Hungarian zoologist, ethnographer, archaeologist, and politician

Ottó Herman born Herrmann Károly Ottó (26 June 1835 – 27 December 1914) was a Hungarian zoologist, ethnographer, archaeologist, journalist and politician. A polymath recognized as a pioneer of Hungarian natural history research, he made numerous studies on Hungarian spiders, birds, and fishes, and founded the journal Natural History Notebooks and the ornithological journal Aquila. He is called "the Father of the birds" in Hungary. A member of several learned societies including the Royal Hungarian Society of Natural History, Hungarian Linguistics Society, Hungarian Society of Ethnography, he was elected to the Hungarian Parliament. The Ottó Herman Museum of Miskolc was named after him.

==Biography==
Herrman was born in Breznóbánya, Kingdom of Hungary (now Brezno, Slovakia) into a Zipser German family. His father Károly Herrmann was a surgeon in the mines and his mother Franciska Ganzstuck was from Hammersberg. He started his schooling at the Lutheran Gymnasium in Miskolc where a major influence was Károly Máday. He worked as an apprentice to a locksmith in Miskolc and then in Korompán. He studied engineering in Vienna, however, due to the death of his father he couldn't finish his studies. At age 14 he wanted to join the Hungarian revolutionaries of 1848 but was sent home because he couldn't provide a letter of his father's consent. He dropped Karoly from his name and dropped the German spelling of Herrmann in favour of Herman.

His father had already been interested in ornithology and was in touch with C. L. Brehm, Naumann and Salamon János Petényi. Even as a child he enjoyed the forest and studying birds, often going into the beech forests of Bükk. He often suffered from colds and earaches and began to lose his hearing from an early age. In 1853 he sought to join the polytechnic in Vienna but the death of his father led to his discontinuation.

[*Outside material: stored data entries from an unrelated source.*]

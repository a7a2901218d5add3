use actix_session::SessionExt;
use actix_web::{
    Error, HttpResponse,
    body::MessageBody,
    dev::{ServiceRequest, ServiceResponse},
    middleware::Next,
};

use crate::responses::ApiErrorResponse;

/// Middleware function that checks for an authenticated session.
/// Responds 401 with a JSON body if no session user is found.
pub async fn require_auth(
    req: ServiceRequest,
    next: Next<impl MessageBody + 'static>,
) -> Result<ServiceResponse<impl MessageBody>, Error> {
    let session = req.get_session();
    let has_user = session.get::<i64>("user_id").unwrap_or(None).is_some();

    if !has_user {
        let response = HttpResponse::Unauthorized().json(ApiErrorResponse {
            error: "Not logged in".to_string(),
            details: None,
        });
        return Ok(req.into_response(response).map_into_right_body());
    }

    next.call(req).await.map(|res| res.map_into_left_body())
}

From 1854 to 1856 he worked as a locksmith in a Viennese company and during his spare time he visited the Museum of Natural History. Here he met Brunner von Wattenwyll who got him to illustrate his orthoptera. He taught himself whatever he was interested in including zoological (ornithological, ichthyological), speleological, archaeological and ethnographic sources. He did not appear for conscription assuming that he would be dismissed due to his deafness and this resulted in his being punished with 12 years of military service. In 1859 he was posted to the Austrian-Italian front and discharged after four years, at the age of 26.

In 1863 Herman, János Dax, and János Wagner established a photography studio in Kőszeg but this partnership broke down and he subsequently avoided photography and preferred to use his own illustrations in all his works. He however met Kálmán Chernél who taught him taxidermy.

He married writer Kamilla Borosnyay in 1885. In 1914 he was hit by a horse carriage in Budapest and suffered a fracture of the femur. Complications led to pneumonia and he died at his home on December 27. He was buried two days later at the Kerepesi Cemetery and in 1965 his remains were moved to the Miskolc-Hámor Cemetery according to his wishes.

==Scientific work==
In 1864 Herman applied for a conservator position at the Transylvanian Museum Association. The association operated under modest circumstances; the aging head of the Department of Natural Sciences, Sámuel Brassai, managed the collection in Kolozsvár (now Cluj-Napoca) with a single employee. He offered one third of his annual salary of 1000 Forints to hire a conservator. Herman submitted a prepared abino skylark and a stuffed ermine, accompanied by a letter of support from Kálmán Chernel. On 6 April 1864, Brassai announced that he hired an individual from Kőszeg at his own expense.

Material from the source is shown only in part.